Сперва она во всем винила того, печального, всегда молчаливого, который оказался сильнее ее и добрался через толстую кожу куртки, сукно гимнастерки до ее бабьего сердца. Она видела, как он вбежал первым на страшный своей простотой деревянный мосток, как стрекотнул пулеметом поляк и его словно не стало: пустая шинель всплеснула руками и, упав, свесилась над ручьем.

Она промчалась над ним на пьяном жеребчике, и за ней повалил, точно толкая ее, батальон.

После этого осталось оно. Оно было во всем виновато. И вот Вавилова лежала побежденная, а оно победно брыкало копытцами, жило в ней.
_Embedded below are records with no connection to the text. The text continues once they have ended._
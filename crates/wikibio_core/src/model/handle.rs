//! Record handles and record classes.

use serde::{Deserialize, Serialize};
use std::fmt::{Display, Formatter};
use uuid::Uuid;

/// Opaque stable identifier for one database record.
#[derive(Debug, Clone, PartialEq, Eq, PartialOrd, Ord, Hash, Serialize, Deserialize)]
#[serde(transparent)]
pub struct Handle(String);

impl Handle {
    pub fn new(value: impl Into<String>) -> Self {
        Self(value.into())
    }

    /// Generates a fresh random handle.
    pub fn generate() -> Self {
        Self(Uuid::new_v4().simple().to_string())
    }

    pub fn as_str(&self) -> &str {
        self.0.as_str()
    }
}

impl Display for Handle {
    fn fmt(&self, f: &mut Formatter<'_>) -> std::fmt::Result {
        f.write_str(&self.0)
    }
}

impl From<&str> for Handle {
    fn from(value: &str) -> Self {
        Self(value.to_string())
    }
}

impl From<String> for Handle {
    fn from(value: String) -> Self {
        Self(value)
    }
}

/// Record class used for storage tables and backlink filters.
///
/// Variant order is the backlink ordering: persons are reported before
/// families.
#[derive(Debug, Clone, Copy, PartialEq, Eq, PartialOrd, Ord, Hash, Serialize, Deserialize)]
#[serde(rename_all = "snake_case")]
pub enum RecordClass {
    Person,
    Family,
    Event,
    Place,
    Source,
    Citation,
    Media,
    Note,
}

impl RecordClass {
    pub const ALL: [RecordClass; 8] = [
        Self::Person,
        Self::Family,
        Self::Event,
        Self::Place,
        Self::Source,
        Self::Citation,
        Self::Media,
        Self::Note,
    ];

    /// Stable storage value.
    pub fn as_str(self) -> &'static str {
        match self {
            Self::Person => "person",
            Self::Family => "family",
            Self::Event => "event",
            Self::Place => "place",
            Self::Source => "source",
            Self::Citation => "citation",
            Self::Media => "media",
            Self::Note => "note",
        }
    }

    pub fn parse(value: &str) -> Option<Self> {
        Self::ALL.into_iter().find(|class| class.as_str() == value)
    }
}
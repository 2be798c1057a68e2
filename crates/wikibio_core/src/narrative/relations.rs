//! Person and relationship accessors over a tree database.
//!
//! # Responsibility
//! - Resolve birth/death events with fallbacks, parents, spouses and
//!   children.
//! - Resolve place chains and event participants with their roles.
//! - Render clickable person names with optional life dates.
//!
//! # Invariants
//! - Missing records degrade to absent values; only store errors propagate.
//! - Private persons render as `(private)` and never leak names or dates.
//! - Families follow a two-role model; `spouse_of` does not generalize
//!   beyond father/mother.

use super::markup::{html_escape, PRIVATE_PLACEHOLDER};
use crate::model::date::DateDisplayer;
use crate::model::event::{Event, EventRole, EventType};
use crate::model::family::{ChildRelation, Family};
use crate::model::handle::{Handle, RecordClass};
use crate::model::person::{Gender, Person};
use crate::repo::tree_db::{RepoResult, TreeDatabase};
use log::debug;
use std::collections::HashSet;

/// A person or family referencing an event, with its declared role.
#[derive(Debug, Clone, PartialEq, Eq)]
pub struct Participant {
    pub class: RecordClass,
    pub handle: Handle,
    /// `None` when the referencing record has no matching event reference.
    pub role: Option<EventRole>,
}

/// Participants declaring `role`, in participant order.
pub fn filter_participants(participants: &[Participant], role: EventRole) -> Vec<&Participant> {
    participants
        .iter()
        .filter(|participant| participant.role == Some(role))
        .collect()
}

/// Spouse slot of `family` relative to `person`, by gender.
pub fn spouse_of(person: &Person, family: &Family) -> Option<Handle> {
    if person.gender == Gender::Male {
        family.mother.clone()
    } else {
        family.father.clone()
    }
}

/// Read-only accessors bound to one database and date displayer.
pub struct Relations<'a, D: TreeDatabase + ?Sized> {
    db: &'a D,
    dates: &'a dyn DateDisplayer,
}

impl<'a, D: TreeDatabase + ?Sized> Relations<'a, D> {
    pub fn new(db: &'a D, dates: &'a dyn DateDisplayer) -> Self {
        Self { db, dates }
    }

    pub fn db(&self) -> &'a D {
        self.db
    }

    pub fn dates(&self) -> &'a dyn DateDisplayer {
        self.dates
    }

    /// Formatted date of an event, if any.
    pub fn event_date(&self, event: &Event) -> Option<String> {
        self.dates.display(&event.date)
    }

    /// Birth event, else the first Baptism/Christening.
    pub fn birth_or_fallback(&self, person: &Person) -> RepoResult<Option<Event>> {
        self.primary_event(person, |kind| *kind == EventType::Birth, EventType::is_birth_fallback)
    }

    /// Death event, else the first Burial/Cremation/Cause Of Death.
    pub fn death_or_fallback(&self, person: &Person) -> RepoResult<Option<Event>> {
        self.primary_event(person, |kind| *kind == EventType::Death, EventType::is_death_fallback)
    }

    fn primary_event(
        &self,
        person: &Person,
        preferred: impl Fn(&EventType) -> bool,
        fallback: impl Fn(&EventType) -> bool,
    ) -> RepoResult<Option<Event>> {
        let mut first_fallback = None;
        for event_ref in &person.event_refs {
            if event_ref.role != EventRole::Primary {
                continue;
            }
            let Some(event) = self.db.event(&event_ref.event)? else {
                continue;
            };
            if preferred(&event.kind) {
                return Ok(Some(event));
            }
            if first_fallback.is_none() && fallback(&event.kind) {
                first_fallback = Some(event);
            }
        }
        Ok(first_fallback)
    }

    /// Birth parents as `(mother, father)`.
    ///
    /// Uses the first parent family in which the person is a birth child of
    /// at least one parent.
    pub fn birth_parents(&self, person: &Person) -> RepoResult<(Option<Handle>, Option<Handle>)> {
        for family_handle in &person.parent_family_handles {
            let Some(family) = self.db.family(family_handle)? else {
                continue;
            };
            let Some(child_ref) = family
                .children
                .iter()
                .find(|child_ref| child_ref.child == person.handle)
            else {
                continue;
            };

            let mother = family
                .mother
                .clone()
                .filter(|_| child_ref.mother_relation == ChildRelation::Birth);
            let father = family
                .father
                .clone()
                .filter(|_| child_ref.father_relation == ChildRelation::Birth);
            if mother.is_some() || father.is_some() {
                return Ok((mother, father));
            }
        }
        Ok((None, None))
    }

    /// Spouses across all of the person's families, skipping empty slots.
    pub fn spouses(&self, person: &Person) -> RepoResult<Vec<Handle>> {
        let mut spouses = Vec::new();
        for family_handle in &person.family_handles {
            if let Some(family) = self.db.family(family_handle)? {
                spouses.extend(spouse_of(person, &family));
            }
        }
        Ok(spouses)
    }

    /// Leaf-to-root place chain joined with `", "`.
    ///
    /// Stops at a missing record or a repeated place.
    pub fn full_place_name(&self, place_handle: &Handle) -> RepoResult<String> {
        let mut parts: Vec<String> = Vec::new();
        let mut visited = HashSet::new();
        let mut cursor = Some(place_handle.clone());
        while let Some(handle) = cursor {
            if !visited.insert(handle.clone()) {
                break;
            }
            let Some(place) = self.db.place(&handle)? else {
                debug!("event=missing_reference module=relations class=place handle={handle}");
                break;
            };
            parts.push(place.name);
            cursor = place.enclosed_by;
        }
        Ok(parts.join(", "))
    }

    /// Every person and family referencing `event`, with declared roles.
    pub fn participants_of(&self, event: &Event) -> RepoResult<Vec<Participant>> {
        let links = self
            .db
            .backlinks(&event.handle, &[RecordClass::Person, RecordClass::Family])?;

        let mut participants = Vec::with_capacity(links.len());
        for link in links {
            let event_refs = match link.class {
                RecordClass::Person => self.db.person(&link.handle)?.map(|p| p.event_refs),
                RecordClass::Family => self.db.family(&link.handle)?.map(|f| f.event_refs),
                _ => None,
            };
            let role = event_refs.and_then(|refs| {
                refs.iter()
                    .find(|event_ref| event_ref.event == event.handle)
                    .map(|event_ref| event_ref.role)
            });
            participants.push(Participant {
                class: link.class,
                handle: link.handle,
                role,
            });
        }
        Ok(participants)
    }

    /// Person name for wikitext, linked when an external id exists.
    ///
    /// Returns `""` for an absent handle or missing person and `(private)`
    /// for private persons. With `include_dates`, appends the life-date info
    /// string when one can be built.
    pub fn clickable_name(&self, handle: Option<&Handle>, include_dates: bool) -> RepoResult<String> {
        let Some(handle) = handle else {
            return Ok(String::new());
        };
        let Some(person) = self.db.person(handle)? else {
            debug!("event=missing_reference module=relations class=person handle={handle}");
            return Ok(String::new());
        };
        if person.private {
            return Ok(PRIVATE_PLACEHOLDER.to_string());
        }

        let name = person.primary_name.full_name();
        let mut res = match person.external_identity() {
            Some(identity) => format!("[[{}|{name}]]", identity.id),
            None => name,
        };
        if include_dates {
            let info = self.info_string(&person)?;
            if !info.is_empty() {
                res.push(' ');
                res.push_str(&info);
            }
        }
        Ok(res)
    }

    /// `(*birth, +death)` with fallback types marked `~` and `[]`.
    pub fn info_string(&self, person: &Person) -> RepoResult<String> {
        let birth = self.life_date(self.birth_or_fallback(person)?.as_ref(), LifeMark::Birth);
        let death = self.life_date(self.death_or_fallback(person)?.as_ref(), LifeMark::Death);

        Ok(match (birth.is_empty(), death.is_empty()) {
            (false, false) => format!("({birth}, {death})"),
            (false, true) => format!("({birth})"),
            (true, false) => format!("({death})"),
            (true, true) => String::new(),
        })
    }

    fn life_date(&self, event: Option<&Event>, mark: LifeMark) -> String {
        let Some(event) = event else {
            return String::new();
        };
        let Some(text) = self.event_date(event) else {
            return String::new();
        };
        let text = html_escape(&text);
        match (mark, event.kind == mark.preferred()) {
            (LifeMark::Birth, true) => format!("*{text}"),
            (LifeMark::Birth, false) => format!("~<i>{text}</i>"),
            (LifeMark::Death, true) => format!("+{text}"),
            (LifeMark::Death, false) => format!("[]<i>{text}</i>"),
        }
    }
}

#[derive(Debug, Clone, Copy, PartialEq, Eq)]
enum LifeMark {
    Birth,
    Death,
}

impl LifeMark {
    fn preferred(self) -> EventType {
        match self {
            Self::Birth => EventType::Birth,
            Self::Death => EventType::Death,
        }
    }
}
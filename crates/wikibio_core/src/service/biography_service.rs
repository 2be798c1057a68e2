//! Biography assembly use-case.
//!
//! # Responsibility
//! - Resolve the subject and the template/header/footer notes.
//! - Compute the sections the template asks for, in a fixed order.
//! - Interpolate `%(name)s` placeholders into the final document.
//!
//! # Invariants
//! - One citation registry per generation; sources are rendered last so
//!   every citation of earlier sections is listed.
//! - A section absent from the template is never computed, so it cannot
//!   register citations.
//! - Placeholders without a computed value interpolate as empty text.

use crate::model::date::{DateDisplayer, IsoDateDisplayer};
use crate::model::handle::Handle;
use crate::model::note::{FOOTER_NOTE_TYPE, HEADER_NOTE_TYPE, TEMPLATE_NOTE_TYPE};
use crate::model::person::{Gender, Person};
use crate::narrative::citations::CitationRegistry;
use crate::narrative::collector::collect_events;
use crate::narrative::error::{BioError, BioResult};
use crate::narrative::markup::{note_paragraph, PRIVATE_PLACEHOLDER};
use crate::narrative::options::BiographyOptions;
use crate::narrative::relations::Relations;
use crate::narrative::render::NarrativeRenderer;
use crate::repo::tree_db::TreeDatabase;
use chrono::{Local, NaiveDateTime, TimeZone};
use log::{info, warn};
use once_cell::sync::Lazy;
use regex::{Captures, Regex};
use std::collections::HashMap;

/// Template used when the tree has no template note.
pub const DEFAULT_TEMPLATE: &str = "==Biography==

%(title)s

%(summary)s

%(names)s

%(events)s

%(notes)s

==Sources==

%(sources)s

Last update: %(lastupdate)s

Biography generated by wikibio at %(timestamp)s
";

const TIMESTAMP_FORMAT: &str = "%Y-%m-%d %H:%M:%S";

static PLACEHOLDER_RE: Lazy<Regex> =
    Lazy::new(|| Regex::new(r"%%|%\((\w+)\)s").expect("valid placeholder regex"));

/// Generated document plus ledger counters.
#[derive(Debug, Clone, PartialEq, Eq)]
pub struct Biography {
    pub person: Handle,
    pub text: String,
    pub source_count: usize,
    pub citation_count: usize,
}

/// Template, header and footer as found in the tree's notes.
#[derive(Debug, Clone, PartialEq, Eq)]
pub struct TemplateSet {
    pub template: String,
    pub header: String,
    pub footer: String,
}

impl Default for TemplateSet {
    fn default() -> Self {
        Self {
            template: DEFAULT_TEMPLATE.to_string(),
            header: String::new(),
            footer: String::new(),
        }
    }
}

/// Biography service facade over a tree database.
pub struct BiographyService<D: TreeDatabase> {
    db: D,
    dates: Box<dyn DateDisplayer>,
}

impl<D: TreeDatabase> BiographyService<D> {
    /// Creates a service using ISO-style date display.
    pub fn new(db: D) -> Self {
        Self::with_date_displayer(db, Box::new(IsoDateDisplayer))
    }

    pub fn with_date_displayer(db: D, dates: Box<dyn DateDisplayer>) -> Self {
        Self { db, dates }
    }

    /// Generates the biography of the person with `handle`.
    pub fn generate(&self, handle: &Handle, options: BiographyOptions) -> BioResult<Biography> {
        self.generate_at(handle, options, Local::now().naive_local())
    }

    /// Generates the biography of the person with Gramps id `gramps_id`.
    pub fn generate_for_gramps_id(
        &self,
        gramps_id: &str,
        options: BiographyOptions,
    ) -> BioResult<Biography> {
        let person = self
            .db
            .person_by_gramps_id(gramps_id)?
            .ok_or_else(|| BioError::PersonNotFound(gramps_id.to_string()))?;
        self.generate_logged(&person, options, Local::now().naive_local())
    }

    /// Like [`Self::generate`] with an explicit generation timestamp.
    pub fn generate_at(
        &self,
        handle: &Handle,
        options: BiographyOptions,
        now: NaiveDateTime,
    ) -> BioResult<Biography> {
        let person = self
            .db
            .person(handle)?
            .ok_or_else(|| BioError::PersonNotFound(handle.to_string()))?;
        self.generate_logged(&person, options, now)
    }

    /// Reads template/header/footer notes; the last note of each type wins.
    pub fn load_templates(&self) -> BioResult<TemplateSet> {
        let mut templates = TemplateSet::default();
        for note_handle in self.db.note_handles()? {
            let Some(note) = self.db.note(&note_handle)? else {
                continue;
            };
            match note.note_type.label() {
                TEMPLATE_NOTE_TYPE => templates.template = note.text,
                HEADER_NOTE_TYPE => templates.header = note.text,
                FOOTER_NOTE_TYPE => templates.footer = note.text,
                _ => {}
            }
        }
        Ok(templates)
    }

    fn generate_logged(
        &self,
        person: &Person,
        options: BiographyOptions,
        now: NaiveDateTime,
    ) -> BioResult<Biography> {
        match self.assemble(person, options, now) {
            Ok(biography) => {
                info!(
                    "event=bio_generate module=service status=ok person={} sources={} citations={} chars={}",
                    biography.person,
                    biography.source_count,
                    biography.citation_count,
                    biography.text.len()
                );
                Ok(biography)
            }
            Err(err) => {
                warn!(
                    "event=bio_generate module=service status=error person={}",
                    person.handle
                );
                Err(err)
            }
        }
    }

    fn assemble(
        &self,
        person: &Person,
        options: BiographyOptions,
        now: NaiveDateTime,
    ) -> BioResult<Biography> {
        let templates = self.load_templates()?;
        let template = templates.template.as_str();
        let relations = Relations::new(&self.db, self.dates.as_ref());
        let mut renderer = NarrativeRenderer::new(&relations, person, options);
        let mut citations = CitationRegistry::new();
        let mut values: HashMap<&'static str, String> = HashMap::new();

        if wants(template, "title") {
            values.insert("title", renderer.render_title(&mut citations)?);
        }
        if wants(template, "summary") {
            values.insert("summary", format_summary(&relations, person)?);
        }
        if wants(template, "names") {
            let mut res = String::from("===Names===\n\n<ul>\n");
            res.push_str(&renderer.render_name(&person.primary_name, &mut citations)?);
            for name in &person.alternate_names {
                res.push_str(&renderer.render_name(name, &mut citations)?);
            }
            res.push_str("</ul>");
            values.insert("names", res);
        }
        if wants(template, "events") {
            let mut res = String::from("===Events===\n\n<ul>\n");
            for bucket in collect_events(&relations, person, true)? {
                res.push_str(&renderer.render_bucket(&bucket, &mut citations)?);
            }
            res.push_str("</ul>\n");
            values.insert("events", res);
        }
        if options.include_notes && wants(template, "notes") {
            values.insert("notes", format_notes(&self.db, person)?);
        }

        values.insert(
            "sources",
            citations.render_sources(&self.db, self.dates.as_ref(), options.include_notes)?,
        );
        values.insert("lastupdate", format_change_time(person.change_time));
        values.insert("timestamp", now.format(TIMESTAMP_FORMAT).to_string());

        let mut text = String::new();
        if !templates.header.is_empty() {
            text.push_str(&templates.header);
            text.push('\n');
        }
        text.push('\n');
        text.push_str(&interpolate(template, &values));
        text.push('\n');
        if !templates.footer.is_empty() {
            text.push_str(&templates.footer);
            text.push('\n');
        }

        Ok(Biography {
            person: person.handle.clone(),
            text,
            source_count: citations.source_count(),
            citation_count: citations.citation_count(),
        })
    }
}

/// Generates one biography with ISO-style dates.
pub fn generate_biography<D: TreeDatabase>(
    db: D,
    person: &Handle,
    options: BiographyOptions,
) -> BioResult<Biography> {
    BiographyService::new(db).generate(person, options)
}

fn wants(template: &str, key: &str) -> bool {
    template.contains(&format!("%({key})s"))
}

/// Substitutes `%(key)s` placeholders and collapses `%%` to `%`.
pub fn interpolate(template: &str, values: &HashMap<&'static str, String>) -> String {
    PLACEHOLDER_RE
        .replace_all(template, |caps: &Captures<'_>| match caps.get(1) {
            Some(key) => values.get(key.as_str()).cloned().unwrap_or_default(),
            None => "%".to_string(),
        })
        .into_owned()
}

fn format_change_time(change_time: i64) -> String {
    Local
        .timestamp_opt(change_time, 0)
        .single()
        .map(|time| time.format(TIMESTAMP_FORMAT).to_string())
        .unwrap_or_default()
}

fn format_summary<D: TreeDatabase + ?Sized>(
    relations: &Relations<'_, D>,
    person: &Person,
) -> BioResult<String> {
    let db = relations.db();
    let mut res = String::from("===Summary===\n\n<p>");

    if let Some(identity) = person.external_identity() {
        res.push_str(&format!("<b>WikiTree Id:</b> {}<br/>\n", identity.id));
    }

    let life_events = [
        relations.birth_or_fallback(person)?,
        relations.death_or_fallback(person)?,
    ];
    for event in life_events.into_iter().flatten() {
        let place = match &event.place {
            Some(place) => format!(", {}", relations.full_place_name(place)?),
            None => String::new(),
        };
        res.push_str(&format!(
            "<b>{}:</b> {}{place}<br/>\n",
            event.kind.label(),
            relations.event_date(&event).unwrap_or_default()
        ));
    }

    let (mother, father) = relations.birth_parents(person)?;
    if let Some(father) = &father {
        res.push_str(&format!(
            "<b>Father:</b> {}<br/>\n",
            relations.clickable_name(Some(father), true)?
        ));
    }
    if let Some(mother) = &mother {
        res.push_str(&format!(
            "<b>Mother:</b> {}<br/>\n",
            relations.clickable_name(Some(mother), true)?
        ));
    }

    for family_handle in &person.family_handles {
        let Some(family) = db.family(family_handle)? else {
            continue;
        };
        if person.gender == Gender::Male {
            res.push_str(&format!(
                "<b>Wife:</b> {}<br/>\n",
                relations.clickable_name(family.mother.as_ref(), true)?
            ));
        } else {
            res.push_str(&format!(
                "<b>Husband:</b> {}<br/>\n",
                relations.clickable_name(family.father.as_ref(), true)?
            ));
        }

        if !family.children.is_empty() {
            res.push_str("<b>Children:</b>\n<ol>\n");
            for child_ref in &family.children {
                res.push_str(&format!(
                    "<li>{}</li>\n",
                    relations.clickable_name(Some(&child_ref.child), true)?
                ));
            }
            res.push_str("</ol><br/>\n");
        }
    }

    res.push_str("</p>\n");
    Ok(res)
}

fn format_notes<D: TreeDatabase + ?Sized>(db: &D, person: &Person) -> BioResult<String> {
    let mut res = String::from("===Notes===\n");
    if person.note_handles.is_empty() {
        return Ok(res);
    }

    res.push_str("<ul>\n");
    for note_handle in &person.note_handles {
        let Some(note) = db.note(note_handle)? else {
            continue;
        };
        res.push_str(&format!("<li>{}<br/>\n", note.note_type.label()));
        if note.private {
            res.push_str(PRIVATE_PLACEHOLDER);
            res.push('\n');
        } else {
            res.push_str(&note_paragraph(&note.text));
        }
        res.push_str("</li>\n");
    }
    res.push_str("</ul>\n");
    Ok(res)
}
Утром, когда Магазаник собирался на работу и жена кормила его завтраком, отгоняя мух, детей, кошку, он, скосив в сторону реквизированной стенки глаза, тихо сказал:

– Дай ей чаю, чтоб ее холера задушила.

Он купался в солнечных столбах пыли, запахах, детском крике, кошачьем мяуканье, ворчанье самовара. Ему не хотелось идти в мастерскую, он любил свою жену, детей, старуху-мать, он любил свой дом.